PROVIDED DATA: Begin
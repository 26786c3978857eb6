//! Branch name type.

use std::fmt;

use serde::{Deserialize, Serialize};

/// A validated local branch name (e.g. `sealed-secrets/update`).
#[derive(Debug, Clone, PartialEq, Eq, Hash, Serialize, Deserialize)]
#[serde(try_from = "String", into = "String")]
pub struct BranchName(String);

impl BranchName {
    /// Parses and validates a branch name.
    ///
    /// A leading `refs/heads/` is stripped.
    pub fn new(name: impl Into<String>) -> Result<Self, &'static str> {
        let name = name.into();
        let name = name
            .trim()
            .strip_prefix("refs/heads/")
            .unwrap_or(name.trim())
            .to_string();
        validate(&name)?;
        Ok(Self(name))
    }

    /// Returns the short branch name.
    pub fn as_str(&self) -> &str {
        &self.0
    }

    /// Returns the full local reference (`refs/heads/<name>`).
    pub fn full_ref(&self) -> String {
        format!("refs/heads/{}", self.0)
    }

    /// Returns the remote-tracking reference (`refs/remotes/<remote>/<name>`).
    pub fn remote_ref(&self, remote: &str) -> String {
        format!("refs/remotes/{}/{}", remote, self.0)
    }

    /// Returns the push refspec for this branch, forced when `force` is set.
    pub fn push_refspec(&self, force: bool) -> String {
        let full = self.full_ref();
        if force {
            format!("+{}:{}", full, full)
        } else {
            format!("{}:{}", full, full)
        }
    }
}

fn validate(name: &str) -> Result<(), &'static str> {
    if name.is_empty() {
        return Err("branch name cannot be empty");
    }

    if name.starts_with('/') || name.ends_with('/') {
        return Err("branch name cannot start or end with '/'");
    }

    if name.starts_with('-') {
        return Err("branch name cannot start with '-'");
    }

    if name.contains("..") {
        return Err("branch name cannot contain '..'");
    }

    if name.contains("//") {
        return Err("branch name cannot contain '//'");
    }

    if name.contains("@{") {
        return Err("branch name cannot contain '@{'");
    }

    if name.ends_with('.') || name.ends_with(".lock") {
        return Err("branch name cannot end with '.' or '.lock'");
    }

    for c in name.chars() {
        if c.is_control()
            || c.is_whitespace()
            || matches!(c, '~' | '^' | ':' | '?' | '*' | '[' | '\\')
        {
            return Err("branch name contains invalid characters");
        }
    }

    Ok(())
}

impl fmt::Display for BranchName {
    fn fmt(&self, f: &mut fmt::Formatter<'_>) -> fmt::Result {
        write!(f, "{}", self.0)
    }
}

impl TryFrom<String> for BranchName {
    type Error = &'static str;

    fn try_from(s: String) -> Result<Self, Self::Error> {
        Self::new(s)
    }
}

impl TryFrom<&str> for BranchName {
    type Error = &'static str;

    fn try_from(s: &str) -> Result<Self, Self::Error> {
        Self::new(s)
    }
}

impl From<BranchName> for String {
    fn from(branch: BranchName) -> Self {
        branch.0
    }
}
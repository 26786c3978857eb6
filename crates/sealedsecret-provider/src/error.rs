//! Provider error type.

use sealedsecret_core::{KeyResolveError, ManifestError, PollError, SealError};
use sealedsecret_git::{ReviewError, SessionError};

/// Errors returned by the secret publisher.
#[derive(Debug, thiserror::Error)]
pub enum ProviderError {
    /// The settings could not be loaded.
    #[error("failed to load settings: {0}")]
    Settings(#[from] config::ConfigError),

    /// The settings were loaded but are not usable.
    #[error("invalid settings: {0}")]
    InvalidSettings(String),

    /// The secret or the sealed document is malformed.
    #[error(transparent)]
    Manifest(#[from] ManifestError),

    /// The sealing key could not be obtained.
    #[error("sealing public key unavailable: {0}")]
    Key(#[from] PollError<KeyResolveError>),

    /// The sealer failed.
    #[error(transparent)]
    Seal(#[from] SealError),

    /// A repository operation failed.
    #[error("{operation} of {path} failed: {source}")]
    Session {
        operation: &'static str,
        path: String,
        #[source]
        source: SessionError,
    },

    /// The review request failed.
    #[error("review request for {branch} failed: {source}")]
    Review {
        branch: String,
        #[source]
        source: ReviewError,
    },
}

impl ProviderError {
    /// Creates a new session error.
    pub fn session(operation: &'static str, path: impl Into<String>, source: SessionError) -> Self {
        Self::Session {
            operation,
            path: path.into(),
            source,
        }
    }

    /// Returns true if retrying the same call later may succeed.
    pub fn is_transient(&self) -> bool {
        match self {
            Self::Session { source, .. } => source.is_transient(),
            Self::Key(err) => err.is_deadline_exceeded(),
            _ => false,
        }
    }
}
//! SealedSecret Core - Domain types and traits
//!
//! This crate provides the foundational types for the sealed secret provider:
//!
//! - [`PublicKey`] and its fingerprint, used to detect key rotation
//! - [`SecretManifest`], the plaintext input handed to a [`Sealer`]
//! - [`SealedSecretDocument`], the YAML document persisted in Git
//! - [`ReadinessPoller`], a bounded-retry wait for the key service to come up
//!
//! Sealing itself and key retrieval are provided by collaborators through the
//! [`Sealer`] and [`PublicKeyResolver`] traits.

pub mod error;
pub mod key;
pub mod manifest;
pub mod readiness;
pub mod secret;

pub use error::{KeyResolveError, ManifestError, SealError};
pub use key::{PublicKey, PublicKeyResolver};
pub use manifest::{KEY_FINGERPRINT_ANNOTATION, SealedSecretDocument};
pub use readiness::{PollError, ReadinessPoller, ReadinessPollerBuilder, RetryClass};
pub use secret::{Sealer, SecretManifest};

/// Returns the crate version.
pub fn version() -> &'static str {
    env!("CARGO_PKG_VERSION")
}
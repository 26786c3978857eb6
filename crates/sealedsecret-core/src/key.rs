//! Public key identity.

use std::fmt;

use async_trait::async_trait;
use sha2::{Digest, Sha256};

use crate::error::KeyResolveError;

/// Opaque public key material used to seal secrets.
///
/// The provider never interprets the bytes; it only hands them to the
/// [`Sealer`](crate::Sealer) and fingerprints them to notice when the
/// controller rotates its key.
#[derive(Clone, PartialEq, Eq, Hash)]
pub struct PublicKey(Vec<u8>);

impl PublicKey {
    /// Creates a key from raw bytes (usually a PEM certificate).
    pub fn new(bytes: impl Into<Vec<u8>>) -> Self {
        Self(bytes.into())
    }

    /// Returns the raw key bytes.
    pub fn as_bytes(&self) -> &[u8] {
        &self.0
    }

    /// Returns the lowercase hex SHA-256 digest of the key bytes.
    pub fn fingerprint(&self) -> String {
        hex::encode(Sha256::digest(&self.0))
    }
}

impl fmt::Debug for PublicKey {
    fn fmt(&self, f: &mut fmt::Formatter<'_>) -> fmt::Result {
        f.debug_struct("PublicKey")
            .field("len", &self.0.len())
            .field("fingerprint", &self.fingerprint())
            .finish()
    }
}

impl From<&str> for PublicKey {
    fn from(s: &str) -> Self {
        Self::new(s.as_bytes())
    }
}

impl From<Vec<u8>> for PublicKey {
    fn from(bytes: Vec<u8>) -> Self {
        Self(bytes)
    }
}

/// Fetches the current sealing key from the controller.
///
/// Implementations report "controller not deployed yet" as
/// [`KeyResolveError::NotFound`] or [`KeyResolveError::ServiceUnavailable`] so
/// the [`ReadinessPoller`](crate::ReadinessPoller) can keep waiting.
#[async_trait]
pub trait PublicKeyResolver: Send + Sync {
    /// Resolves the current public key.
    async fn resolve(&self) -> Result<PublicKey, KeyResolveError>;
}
PROVIDED DATA: End
**WHAT THIS TASK INVOLVES:**
All of the entries above need to be output again exactly.

**RESPONSE AREA:**
repository 26786c3978857eb6
//! Branch name type.

use std::fmt;

use serde::{Deserialize, Serialize};

/// A validated local branch name (e.g. `sealed-secrets/update`).
#[derive(Debug, Clone, PartialEq, Eq, Hash, Serialize, Deserialize)]
#[serde(try_from = "String", into = "String")]
pub struct BranchName(String);

impl BranchName {
    /// Parses and validates a branch name.
    ///
    /// A leading `refs/heads/` is stripped.
    pub fn new(name: impl Into<String>) -> Result<Self, &'static str> {
        let name = name.into();
        let name = name
            .trim()
            .strip_prefix("refs/heads/")
            .unwrap_or(name.trim())
            .to_string();
        validate(&name)?;
        Ok(Self(name))
    }

    /// Returns the short branch name.
    pub fn as_str(&self) -> &str {
        &self.0
    }

    /// Returns the full local reference (`refs/heads/<name>`).
    pub fn full_ref(&self) -> String {
        format!("refs/heads/{}", self.0)
    }

    /// Returns the remote-tracking reference (`refs/remotes/<remote>/<name>`).
    pub fn remote_ref(&self, remote: &str) -> String {
        format!("refs/remotes/{}/{}", remote, self.0)
    }

    /// Returns the push refspec for this branch, forced when `force` is set.
    pub fn push_refspec(&self, force: bool) -> String {
        let full = self.full_ref();
        if force {
            format!("+{}:{}", full, full)
        } else {
            format!("{}:{}", full, full)
        }
    }
}

fn validate(name: &str) -> Result<(), &'static str> {
    if name.is_empty() {
        return Err("branch name cannot be empty");
    }

    if name.starts_with('/') || name.ends_with('/') {
        return Err("branch name cannot start or end with '/'");
    }

    if name.starts_with('-') {
        return Err("branch name cannot start with '-'");
    }

    if name.contains("..") {
        return Err("branch name cannot contain '..'");
    }

    if name.contains("//") {
        return Err("branch name cannot contain '//'");
    }

    if name.contains("@{") {
        return Err("branch name cannot contain '@{'");
    }

    if name.ends_with('.') || name.ends_with(".lock") {
        return Err("branch name cannot end with '.' or '.lock'");
    }

    for c in name.chars() {
        if c.is_control()
            || c.is_whitespace()
            || matches!(c, '~' | '^' | ':' | '?' | '*' | '[' | '\\')
        {
            return Err("branch name contains invalid characters");
        }
    }

    Ok(())
}

impl fmt::Display for BranchName {
    fn fmt(&self, f: &mut fmt::Formatter<'_>) -> fmt::Result {
        write!(f, "{}", self.0)
    }
}

impl TryFrom<String> for BranchName {
    type Error = &'static str;

    fn try_from(s: String) -> Result<Self, Self::Error> {
        Self::new(s)
    }
}

impl TryFrom<&str> for BranchName {
    type Error = &'static str;

    fn try_from(s: &str) -> Result<Self, Self::Error> {
        Self::new(s)
    }
}

impl From<BranchName> for String {
    fn from(branch: BranchName) -> Self {
        branch.0
    }
}
repository 26786c3978857eb6
filename crates/sealedsecret-provider/src/error.rs
//! Provider error type.

use sealedsecret_core::{KeyResolveError, ManifestError, PollError, SealError};
use sealedsecret_git::{ReviewError, SessionError};

/// Errors returned by the secret publisher.
#[derive(Debug, thiserror::Error)]
pub enum ProviderError {
    /// The settings could not be loaded.
    #[error("failed to load settings: {0}")]
    Settings(#[from] config::ConfigError),

    /// The settings were loaded but are not usable.
    #[error("invalid settings: {0}")]
    InvalidSettings(String),

    /// The secret or the sealed document is malformed.
    #[error(transparent)]
    Manifest(#[from] ManifestError),

    /// The sealing key could not be obtained.
    #[error("sealing public key unavailable: {0}")]
    Key(#[from] PollError<KeyResolveError>),

    /// The sealer failed.
    #[error(transparent)]
    Seal(#[from] SealError),

    /// A repository operation failed.
    #[error("{operation} of {path} failed: {source}")]
    Session {
        operation: &'static str,
        path: String,
        #[source]
        source: SessionError,
    },

    /// The review request failed.
    #[error("review request for {branch} failed: {source}")]
    Review {
        branch: String,
        #[source]
        source: ReviewError,
    },
}

impl ProviderError {
    /// Creates a new session error.
    pub fn session(operation: &'static str, path: impl Into<String>, source: SessionError) -> Self {
        Self::Session {
            operation,
            path: path.into(),
            source,
        }
    }

    /// Returns true if retrying the same call later may succeed.
    pub fn is_transient(&self) -> bool {
        match self {
            Self::Session { source, .. } => source.is_transient(),
            Self::Key(err) => err.is_deadline_exceeded(),
            _ => false,
        }
    }
}
//! SealedSecret Core - Domain types and traits
//!
//! This crate provides the foundational types for the sealed secret provider:
//!
//! - [`PublicKey`] and its fingerprint, used to detect key rotation
//! - [`SecretManifest`], the plaintext input handed to a [`Sealer`]
//! - [`SealedSecretDocument`], the YAML document persisted in Git
//! - [`ReadinessPoller`], a bounded-retry wait for the key service to come up
//!
//! Sealing itself and key retrieval are provided by collaborators through the
//! [`Sealer`] and [`PublicKeyResolver`] traits.

pub mod error;
pub mod key;
pub mod manifest;
pub mod readiness;
pub mod secret;

pub use error::{KeyResolveError, ManifestError, SealError};
pub use key::{PublicKey, PublicKeyResolver};
pub use manifest::{KEY_FINGERPRINT_ANNOTATION, SealedSecretDocument};
pub use readiness::{PollError, ReadinessPoller, ReadinessPollerBuilder, RetryClass};
pub use secret::{Sealer, SecretManifest};

/// Returns the crate version.
pub fn version() -> &'static str {
    env!("CARGO_PKG_VERSION")
}
repository 26786c3978857eb6
filename crates/sealedsecret-core/src/key.rs
//! Public key identity.

use std::fmt;

use async_trait::async_trait;
use sha2::{Digest, Sha256};

use crate::error::KeyResolveError;

/// Opaque public key material used to seal secrets.
///
/// The provider never interprets the bytes; it only hands them to the
/// [`Sealer`](crate::Sealer) and fingerprints them to notice when the
/// controller rotates its key.
#[derive(Clone, PartialEq, Eq, Hash)]
pub struct PublicKey(Vec<u8>);

impl PublicKey {
    /// Creates a key from raw bytes (usually a PEM certificate).
    pub fn new(bytes: impl Into<Vec<u8>>) -> Self {
        Self(bytes.into())
    }

    /// Returns the raw key bytes.
    pub fn as_bytes(&self) -> &[u8] {
        &self.0
    }

    /// Returns the lowercase hex SHA-256 digest of the key bytes.
    pub fn fingerprint(&self) -> String {
        hex::encode(Sha256::digest(&self.0))
    }
}

impl fmt::Debug for PublicKey {
    fn fmt(&self, f: &mut fmt::Formatter<'_>) -> fmt::Result {
        f.debug_struct("PublicKey")
            .field("len", &self.0.len())
            .field("fingerprint", &self.fingerprint())
            .finish()
    }
}

impl From<&str> for PublicKey {
    fn from(s: &str) -> Self {
        Self::new(s.as_bytes())
    }
}

impl From<Vec<u8>> for PublicKey {
    fn from(bytes: Vec<u8>) -> Self {
        Self(bytes)
    }
}

/// Fetches the current sealing key from the controller.
///
/// Implementations report "controller not deployed yet" as
/// [`KeyResolveError::NotFound`] or [`KeyResolveError::ServiceUnavailable`] so
/// the [`ReadinessPoller`](crate::ReadinessPoller) can keep waiting.
#[async_trait]
pub trait PublicKeyResolver: Send + Sync {
    /// Resolves the current public key.
    async fn resolve(&self) -> Result<PublicKey, KeyResolveError>;
}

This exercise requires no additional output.